Looking at the Index scan output:

enter image description here

we noticed that we could benefit from having a covering index in order to let postgres scan only the index. Then we created the following covering index:

create index "IX_Event_Test_Covering_Index"
    on "Common"."Event" ("AccountCode", "AggregateType", "Type", "PropertyId", "AggregateId", "OriginClientId", "OriginSubjectId", "CreatedUtc", "Id");

Which produces the following execution plan:

enter image description here

Which is pretty cool.

We also run VACUUM ANALYZE and also tried to create statistics for multiple columns to let postgres better estimate the number of rows but nothing helped apart from the covering index.

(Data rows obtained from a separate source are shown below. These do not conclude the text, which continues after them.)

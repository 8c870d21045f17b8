//! Database module
//!
//! Pool construction and schema checks. Migrations themselves are applied
//! by external tooling from the SQL files in migrations/.

use sqlx::postgres::PgPoolOptions;
use sqlx::PgPool;

use crate::config::Config;

/// Schema file for the ledger tables
pub const SCHEMA_SQL: &str = include_str!("../migrations/001_ledger.sql");

const REQUIRED_TABLES: [&str; 3] = ["accounts", "entries", "transfers"];

/// Create the connection pool described by `config`
pub async fn connect(config: &Config) -> Result<PgPool, sqlx::Error> {
    let mut options = PgPoolOptions::new()
        .max_connections(config.database_max_connections)
        .acquire_timeout(config.database_acquire_timeout);

    if let Some(lock_timeout) = config.database_lock_timeout {
        let millis = lock_timeout.as_millis();
        options = options.after_connect(move |conn, _meta| {
            Box::pin(async move {
                sqlx::query(&format!("SET lock_timeout = {millis}"))
                    .execute(conn)
                    .await
                    .map(|_| ())
            })
        });
    }

    options.connect(&config.database_url).await
}

/// Verify database connectivity
pub async fn verify_connection(pool: &PgPool) -> Result<(), sqlx::Error> {
    sqlx::query("SELECT 1").execute(pool).await?;

    Ok(())
}

/// Check if required tables exist
pub async fn check_schema(pool: &PgPool) -> Result<bool, sqlx::Error> {
    for table in REQUIRED_TABLES {
        let exists: bool = sqlx::query_scalar(
            r#"
            SELECT EXISTS (
                SELECT 1 FROM information_schema.tables
                WHERE table_schema = 'public' AND table_name = $1
            )
            "#,
        )
        .bind(table)
        .fetch_one(pool)
        .await?;

        if !exists {
            tracing::error!("Required table '{}' does not exist", table);
            return Ok(false);
        }
    }

    Ok(true)
}

/// Split the schema file into individual statements
pub fn schema_statements() -> impl Iterator<Item = &'static str> {
    SCHEMA_SQL
        .split(';')
        .map(str::trim)
        .filter(|statement| !statement.is_empty())
}
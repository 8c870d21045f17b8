//! Configuration module
//!
//! Loads configuration from environment variables.

use std::env;
use std::str::FromStr;
use std::time::Duration;

/// Log output format
#[derive(Debug, Clone, Copy, PartialEq, Eq)]
pub enum LogFormat {
    Text,
    Json,
}

/// Application configuration
#[derive(Debug, Clone)]
pub struct Config {
    /// Database connection URL
    pub database_url: String,

    /// Maximum database connections in pool
    pub database_max_connections: u32,

    /// How long to wait for a pooled connection
    pub database_acquire_timeout: Duration,

    /// Postgres `lock_timeout` applied to every connection; unset means
    /// wait indefinitely for row locks
    pub database_lock_timeout: Option<Duration>,

    /// Environment (development, production)
    pub environment: String,

    pub log_format: LogFormat,
}

impl Config {
    /// Load configuration from environment variables
    pub fn from_env() -> Result<Self, ConfigError> {
        Self::from_lookup(|key| env::var(key).ok())
    }

    /// Load configuration from any key/value source
    pub fn from_lookup<F>(lookup: F) -> Result<Self, ConfigError>
    where
        F: Fn(&str) -> Option<String>,
    {
        let database_url =
            lookup("DATABASE_URL").ok_or(ConfigError::MissingEnv("DATABASE_URL"))?;

        let database_max_connections =
            parse_or(&lookup, "DATABASE_MAX_CONNECTIONS", 10u32)?;

        let database_acquire_timeout = Duration::from_secs(parse_or(
            &lookup,
            "DATABASE_ACQUIRE_TIMEOUT_SECS",
            30u64,
        )?);

        let database_lock_timeout = match lookup("DATABASE_LOCK_TIMEOUT_MS") {
            Some(value) => Some(Duration::from_millis(
                value
                    .parse()
                    .map_err(|_| ConfigError::InvalidValue("DATABASE_LOCK_TIMEOUT_MS"))?,
            )),
            None => None,
        };

        let environment = lookup("ENVIRONMENT").unwrap_or_else(|| "development".to_string());

        let log_format = match lookup("LOG_FORMAT").as_deref() {
            None | Some("text") => LogFormat::Text,
            Some("json") => LogFormat::Json,
            Some(_) => return Err(ConfigError::InvalidValue("LOG_FORMAT")),
        };

        Ok(Self {
            database_url,
            database_max_connections,
            database_acquire_timeout,
            database_lock_timeout,
            environment,
            log_format,
        })
    }

    /// Check if running in production
    pub fn is_production(&self) -> bool {
        self.environment == "production"
    }
}

fn parse_or<F, T>(lookup: &F, key: &'static str, default: T) -> Result<T, ConfigError>
where
    F: Fn(&str) -> Option<String>,
    T: FromStr,
{
    match lookup(key) {
        Some(value) => value.parse().map_err(|_| ConfigError::InvalidValue(key)),
        None => Ok(default),
    }
}

/// Configuration error types
#[derive(Debug, thiserror::Error)]
pub enum ConfigError {
    #[error("Missing environment variable: {0}")]
    MissingEnv(&'static str),

    #[error("Invalid value for environment variable: {0}")]
    InvalidValue(&'static str),
}
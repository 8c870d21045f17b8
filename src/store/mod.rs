//! Store module
//!
//! Persistence layer for the ledger: row operations, the transaction scope
//! and the transfer engine built on top of them.

mod error;
mod queries;
mod transfer;
mod tx;

pub use error::{StoreError, TransferStage};
pub use queries::Queries;
pub use transfer::{ordered_balance_changes, BalanceChange, Role, TransferRequest, TransferResult};

use sqlx::PgPool;

use crate::domain::{
    Account, CreateAccountParams, Entry, ListAccountsParams, ListEntriesParams,
    ListTransfersParams, Transfer, UpdateAccountParams,
};

/// Store provides the row operations over a pool, plus transactions
#[derive(Debug, Clone)]
pub struct Store {
    pool: PgPool,
}

impl Store {
    /// Create a new Store with a database pool
    pub fn new(pool: PgPool) -> Self {
        Self { pool }
    }

    // Each call below runs on its own pooled connection, outside any
    // explicit transaction.

    pub async fn create_account(&self, params: &CreateAccountParams) -> Result<Account, StoreError> {
        let mut conn = self.pool.acquire().await?;
        Ok(Queries::new(&mut conn).create_account(params).await?)
    }

    pub async fn get_account(&self, id: i64) -> Result<Account, StoreError> {
        let mut conn = self.pool.acquire().await?;
        Ok(Queries::new(&mut conn).get_account(id).await?)
    }

    pub async fn list_accounts(&self, params: ListAccountsParams) -> Result<Vec<Account>, StoreError> {
        let mut conn = self.pool.acquire().await?;
        Ok(Queries::new(&mut conn).list_accounts(params).await?)
    }

    pub async fn update_account(&self, params: UpdateAccountParams) -> Result<Account, StoreError> {
        let mut conn = self.pool.acquire().await?;
        Ok(Queries::new(&mut conn).update_account(params).await?)
    }

    pub async fn delete_account(&self, id: i64) -> Result<u64, StoreError> {
        let mut conn = self.pool.acquire().await?;
        Ok(Queries::new(&mut conn).delete_account(id).await?)
    }

    pub async fn get_entry(&self, id: i64) -> Result<Entry, StoreError> {
        let mut conn = self.pool.acquire().await?;
        Ok(Queries::new(&mut conn).get_entry(id).await?)
    }

    pub async fn list_entries(&self, params: ListEntriesParams) -> Result<Vec<Entry>, StoreError> {
        let mut conn = self.pool.acquire().await?;
        Ok(Queries::new(&mut conn).list_entries(params).await?)
    }

    pub async fn get_transfer(&self, id: i64) -> Result<Transfer, StoreError> {
        let mut conn = self.pool.acquire().await?;
        Ok(Queries::new(&mut conn).get_transfer(id).await?)
    }

    pub async fn list_transfers(
        &self,
        params: ListTransfersParams,
    ) -> Result<Vec<Transfer>, StoreError> {
        let mut conn = self.pool.acquire().await?;
        Ok(Queries::new(&mut conn).list_transfers(params).await?)
    }
}
//! Common test utilities

use ledger_core::db;
use ledger_core::domain::CreateAccountParams;
use ledger_core::{Account, Store};
use sqlx::postgres::PgPoolOptions;
use sqlx::PgPool;

/// Advisory lock key serializing schema setup across test binaries
const SCHEMA_LOCK_KEY: i64 = 0x1ed9e5;

/// Connect to the test database and apply the schema
pub async fn setup_test_db() -> PgPool {
    dotenvy::dotenv().ok();
    let database_url = std::env::var("DATABASE_URL")
        .expect("DATABASE_URL must be set for tests");

    let pool = PgPoolOptions::new()
        .max_connections(12)
        .connect(&database_url)
        .await
        .expect("Failed to connect to DB");

    let mut tx = pool.begin().await.expect("Failed to begin transaction");

    sqlx::query("SELECT pg_advisory_xact_lock($1)")
        .bind(SCHEMA_LOCK_KEY)
        .execute(&mut *tx)
        .await
        .expect("Failed to take schema lock");

    for statement in db::schema_statements() {
        sqlx::query(statement)
            .execute(&mut *tx)
            .await
            .expect("Failed to apply schema");
    }

    tx.commit().await.expect("Failed to commit transaction");

    pool
}

/// Create an account with a unique owner and the given opening balance
pub async fn create_account(store: &Store, balance: i64) -> Account {
    let owner = format!("owner-{}", uuid::Uuid::new_v4());
    store
        .create_account(&CreateAccountParams::new(owner, balance, "USD"))
        .await
        .expect("Failed to create account")
}
//! Domain module
//!
//! Core domain types shared by the row store and the transfer engine.

pub mod amount;
pub mod context;
pub mod models;

pub use amount::{Amount, AmountError};
pub use context::TxContext;
pub use models::{
    Account, AddAccountBalanceParams, CreateAccountParams, CreateEntryParams,
    CreateTransferParams, Entry, ListAccountsParams, ListEntriesParams, ListTransfersParams,
    Transfer, UpdateAccountParams,
};
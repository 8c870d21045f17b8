//! Transaction Context
//!
//! Carries per-call metadata for tracing and the caller's cancellation
//! signal into the transaction scope.

use tokio_util::sync::{CancellationToken, WaitForCancellationFuture};
use uuid::Uuid;

/// Context for one unit of work, used for tracing and cancellation.
#[derive(Debug, Clone, Default)]
pub struct TxContext {
    /// Human readable label attached to log lines (e.g. "tx 3")
    pub label: Option<String>,

    /// Correlation ID for request tracing
    pub correlation_id: Option<Uuid>,

    cancellation: CancellationToken,
}

impl TxContext {
    /// Create a new empty context
    pub fn new() -> Self {
        Self::default()
    }

    /// Create context with a debug label
    pub fn with_label(mut self, label: impl Into<String>) -> Self {
        self.label = Some(label.into());
        self
    }

    /// Create context with correlation ID
    pub fn with_correlation_id(mut self, correlation_id: Uuid) -> Self {
        self.correlation_id = Some(correlation_id);
        self
    }

    /// Create context bound to a caller-owned cancellation token
    pub fn with_cancellation(mut self, token: CancellationToken) -> Self {
        self.cancellation = token;
        self
    }

    /// Generate a new correlation ID if not present
    pub fn ensure_correlation_id(&mut self) -> Uuid {
        *self.correlation_id.get_or_insert_with(Uuid::new_v4)
    }

    pub fn label(&self) -> &str {
        self.label.as_deref().unwrap_or("-")
    }

    pub fn cancellation_token(&self) -> &CancellationToken {
        &self.cancellation
    }

    pub fn is_cancelled(&self) -> bool {
        self.cancellation.is_cancelled()
    }

    /// Resolves once the caller cancels this context
    pub fn cancelled(&self) -> WaitForCancellationFuture<'_> {
        self.cancellation.cancelled()
    }
}
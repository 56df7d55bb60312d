//! Zip archive backend.
//!
//! Downloads a `.zip` source over HTTP(S) and extracts it into staging.
//! Archives with a single top-level directory (the GitHub/GitLab export
//! layout) are flattened so the target holds the tree itself.

use std::fs;
use std::io::Cursor;
use std::path::Path;

use anyhow::{anyhow, Context};

use crate::fetch::{Backend, FetchError, FetchRequest};

/// Fetches zip archives over HTTP/HTTPS.
#[derive(Debug, Default)]
pub struct ArchiveBackend;

impl ArchiveBackend {
    pub fn new() -> Self {
        Self
    }
}

impl Backend for ArchiveBackend {
    fn name(&self) -> &'static str {
        "archive"
    }

    fn fetch(&self, request: &FetchRequest<'_>) -> Result<(), FetchError> {
        let client = reqwest::blocking::Client::builder()
            .user_agent(concat!("tether/", env!("CARGO_PKG_VERSION")))
            .timeout(request.timeout)
            .build()
            .context("failed to build HTTP client")?;

        let response = client.get(request.source).send().map_err(map_reqwest)?;
        if !response.status().is_success() {
            return Err(FetchError::Other(anyhow!(
                "HTTP {} fetching {}",
                response.status(),
                request.source
            )));
        }

        let bytes = response.bytes().map_err(map_reqwest)?;

        let mut archive = zip::ZipArchive::new(Cursor::new(bytes.as_ref()))
            .with_context(|| format!("invalid zip archive from {}", request.source))?;
        archive
            .extract(request.dest)
            .with_context(|| format!("failed to extract archive from {}", request.source))?;

        flatten_single_root(request.dest)?;
        Ok(())
    }
}

fn map_reqwest(e: reqwest::Error) -> FetchError {
    if e.is_timeout() {
        FetchError::Timeout
    } else {
        FetchError::Other(e.into())
    }
}

/// If extraction produced exactly one top-level directory, hoist its
/// contents so the staged tree starts at the content root.
fn flatten_single_root(dest: &Path) -> std::io::Result<()> {
    let entries: Vec<_> = fs::read_dir(dest)?.collect::<Result<_, _>>()?;
    if entries.len() != 1 {
        return Ok(());
    }
    let root = &entries[0];
    if !root.file_type()?.is_dir() {
        return Ok(());
    }

    let root_path = root.path();
    for child in fs::read_dir(&root_path)? {
        let child = child?;
        fs::rename(child.path(), dest.join(child.file_name()))?;
    }
    fs::remove_dir(root_path)
}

So, now the question would be if you guys think this would be the correct approach to tackle this issue or if we are missing anything and there is a better solution.

I'm not sure that the amount of data we have justifies already partitioning the table.

Best Answer

A index-only scan is faster than anything I can recommend, particularly after vacuuming the table.

But it seems that this large index that contains more than half of the columns of the table is probably a bit over the top.

If you want to do cheaper, try a B-tree index like

CREATE INDEX ON "Common"."Event" ("AccountCode", "AggregateType", "PropertyId", "Type");

If any of these conditions are not selective (that is, the condition does not remove many rows), omit it from the index.

It is important that "Type" is last in the index column list.